27.8.07

A nossa necessidade de consolo é (im)possível de satisfazer

Por vezes, basta fazer um simples corte ou uma suspensão numa palavra para que ela ganhe um sentido completamente novo e até mesmo oposto.

Stig Dagerman é um autor sueco nascido em 5 de Outubro de 1923, a Norte de Estocolmo. Após falhar várias tentativas de suicídio, acaba por passar ao acto em 4 de Novembro de 1954, terminando desta forma abrupta uma carreira literária breve e fulgurante.

Um dos seus livros tem como título: A Nossa Necessidade de Consolo é impossível de satisfazer (Värt Behov av tröst), segundo a versão portuguesa de Paula Castro e José Daniel Ribeiro.

Quando se olha a coisa do ponto de vista do impossível, tudo o que possa existir de consolo (a que o autor, metaforicamente, chama "presa") é escasso e fugaz: "se sou solitário, uma mulher amada, um desditoso companheiro de viagem.
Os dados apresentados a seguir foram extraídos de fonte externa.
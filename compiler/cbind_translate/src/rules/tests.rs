#![allow(clippy::unwrap_used, reason = "Tests can panic")]

use super::*;
use pretty_assertions::assert_eq;

fn rule(from: Option<&str>, to: Option<&str>, transform: Option<&str>, action: Action) -> RuleSpec {
    RuleSpec {
        from: from.map(str::to_string),
        to: to.map(str::to_string),
        transform: transform.map(str::to_string),
        load: None,
        action,
    }
}

fn engine(target: RuleTarget, rules: Vec<RuleSpec>) -> RuleEngine {
    let mut sets = RuleSets::default();
    *sets.get_mut(target) = rules;
    RuleEngine::new(&sets, TransformRegistry::default()).unwrap()
}

/// `{accept on ^foo_, lower, replace foo_ -> _, export}`
fn prefix_stripping() -> Vec<RuleSpec> {
    vec![
        rule(Some("^foo_"), None, None, Action::Accept),
        rule(None, None, Some("lower"), Action::Replace),
        rule(Some("foo_"), Some("_"), None, Action::Replace),
        rule(None, None, Some("export"), Action::Replace),
    ]
}

#[test]
fn prefix_stripping_rules() {
    let engine = engine(RuleTarget::Global, prefix_stripping());
    assert_eq!(engine.resolve(RuleTarget::Const, "FOO_X"), "X");
    assert_eq!(engine.resolve(RuleTarget::Const, "FOO_LONG_NAME"), "Long_name");
}

#[test]
fn accept_halts_its_rule_set() {
    let engine = engine(RuleTarget::Global, prefix_stripping());
    // Already lower-case with the prefix: accepted untouched.
    assert_eq!(engine.resolve(RuleTarget::Type, "foo_bar"), "foo_bar");
}

#[test]
fn accept_does_not_halt_later_sets() {
    let mut sets = RuleSets::default();
    sets.global = vec![
        rule(Some("^foo_"), None, None, Action::Accept),
        rule(None, None, Some("upper"), Action::Replace),
    ];
    sets.post_global = vec![rule(None, None, Some("pascalcase"), Action::Replace)];
    let engine = RuleEngine::new(&sets, TransformRegistry::default()).unwrap();
    assert_eq!(engine.resolve(RuleTarget::Function, "foo_open"), "FooOpen");
}

#[test]
fn chain_runs_global_then_target_then_post_global() {
    let mut sets = RuleSets::default();
    sets.global = vec![rule(Some("^foo_"), Some(""), None, Action::Replace)];
    sets.types = vec![rule(None, None, Some("title"), Action::Replace)];
    sets.post_global = vec![rule(Some("_"), Some(""), None, Action::Replace)];
    let engine = RuleEngine::new(&sets, TransformRegistry::default()).unwrap();
    assert_eq!(engine.resolve(RuleTarget::Type, "foo_point_t"), "PointT");
    // Functions skip the type set.
    assert_eq!(engine.resolve(RuleTarget::Function, "foo_point_t"), "pointt");
}

#[test]
fn transform_applies_to_replaced_pieces_only() {
    let engine = engine(
        RuleTarget::Global,
        vec![rule(Some("_([a-z])"), Some("$1"), Some("upper"), Action::Replace)],
    );
    assert_eq!(engine.resolve(RuleTarget::Global, "get_user_id"), "getUserId");
}

#[test]
fn to_without_from_replaces_whole_identifier() {
    let engine = engine(
        RuleTarget::Global,
        vec![rule(None, Some("Handle"), Some("lower"), Action::Replace)],
    );
    assert_eq!(engine.resolve(RuleTarget::Global, "anything"), "handle");
}

#[test]
fn unmatched_identifier_passes_through() {
    let engine = engine(
        RuleTarget::Global,
        vec![rule(Some("^bar_"), Some(""), None, Action::Replace)],
    );
    assert_eq!(engine.resolve(RuleTarget::Private, "foo_x"), "foo_x");
}

#[test]
fn load_names_a_plugin() {
    let mut spec = rule(None, None, None, Action::Replace);
    spec.load = Some("snakecase".to_string());
    let engine = engine(RuleTarget::Public, vec![spec]);
    assert_eq!(engine.resolve(RuleTarget::Public, "userName"), "user_name");
}

#[test]
fn configuration_errors() {
    let mut sets = RuleSets::default();
    sets.consts = vec![rule(None, None, Some("shout"), Action::Replace)];
    let err = RuleEngine::new(&sets, TransformRegistry::default()).unwrap_err();
    assert!(matches!(err, ConfigError::UnknownTransform(_)));

    let mut sets = RuleSets::default();
    sets.global = vec![rule(Some("[a-"), None, None, Action::Replace)];
    let err = RuleEngine::new(&sets, TransformRegistry::default()).unwrap_err();
    assert!(matches!(err, ConfigError::Pattern { .. }));
}

#[allow(clippy::disallowed_types, reason = "proptest macros internally use Arc")]
mod proptests {
    use super::*;
    use proptest::prelude::*;

    proptest! {
        #[test]
        fn resolve_is_deterministic(raw in "[A-Za-z_][A-Za-z0-9_]{0,24}") {
            let engine = engine(RuleTarget::Global, prefix_stripping());
            let first = engine.resolve(RuleTarget::Type, &raw);
            let second = engine.resolve(RuleTarget::Type, &raw);
            prop_assert_eq!(first, second);
        }

        #[test]
        fn accept_ignores_later_rules(suffix in "[a-z0-9_]{0,16}") {
            let mut rules = prefix_stripping();
            rules.push(rule(None, Some("CLOBBERED"), None, Action::Replace));
            let engine = engine(RuleTarget::Global, rules);
            let raw = format!("foo_{suffix}");
            prop_assert_eq!(engine.resolve(RuleTarget::Const, &raw), raw);
        }
    }
}

#[test]
fn bare_from_deletes_the_match() {
    let engine = engine(
        RuleTarget::Type,
        vec![rule(Some("_t$"), None, None, Action::Replace)],
    );
    assert_eq!(engine.resolve(RuleTarget::Type, "foo_t"), "foo");
    assert_eq!(engine.resolve(RuleTarget::Type, "foo_type"), "foo_type");
}

#[test]
fn replace_without_from_or_to_keeps_the_identifier() {
    let engine = engine(RuleTarget::Type, vec![rule(None, None, None, Action::Replace)]);
    assert_eq!(engine.resolve(RuleTarget::Type, "foo_t"), "foo_t");
}

#[test]
fn full_rule_set_with_suffix_stripping_and_upper_pieces() {
    let mut sets = RuleSets::default();
    sets.global = vec![
        rule(Some("(?i)foo_"), None, None, Action::Accept),
        rule(None, None, Some("lower"), Action::Replace),
        rule(Some("foo_"), Some("_"), None, Action::Replace),
        rule(None, None, Some("export"), Action::Replace),
    ];
    sets.types = vec![rule(Some("_t$"), None, None, Action::Replace)];
    sets.private = vec![rule(None, None, Some("unexport"), Action::Replace)];
    sets.post_global = vec![rule(Some("_id?|$"), None, Some("upper"), Action::Replace)];
    let engine = RuleEngine::new(&sets, TransformRegistry::default()).unwrap();

    assert_eq!(engine.resolve(RuleTarget::Type, "BAR_SIZE_T"), "Bar_size");
    assert_eq!(engine.resolve(RuleTarget::Type, "foo_point_t"), "foo_point");
    assert_eq!(engine.resolve(RuleTarget::Private, "Item_Id"), "item_ID");
}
Se sou poeta ou prisioneiro - um arco de palavras que com assombro reteso, uma súbita suspeita de liberdade. Se sou ameaçado pela morte ou pelo mar - um animal vivo e quente, coração que pulsa sarcástico; um recife de granito bem sólido" (Fenda, 2004, p. 15).

No fundo, é a lógica do desejo humano: sempre aquém do seu objecto, ou relativamente ao qual todo o "objecto" é insatisfatório. Mas é também a lógica da impotência: haveria um consolo, uma satisfação absoluta, relativamente à qual somos impotentes.

Se mudarmos, porém, de ponto de vista, aquilo que nos aparecia como pouco, "escasso e fugaz", em relação ao "impossível", aparece-nos agora como aquilo que há, nem muito nem tempo, e de onde retiramos algum "gozo": o gozo possível.

Acontece que este ponto de vista não é natural: acaba por ser mais atractiva a lógica da (in) satisfação. A vida dá lenha aos que querem arder nesse fogo.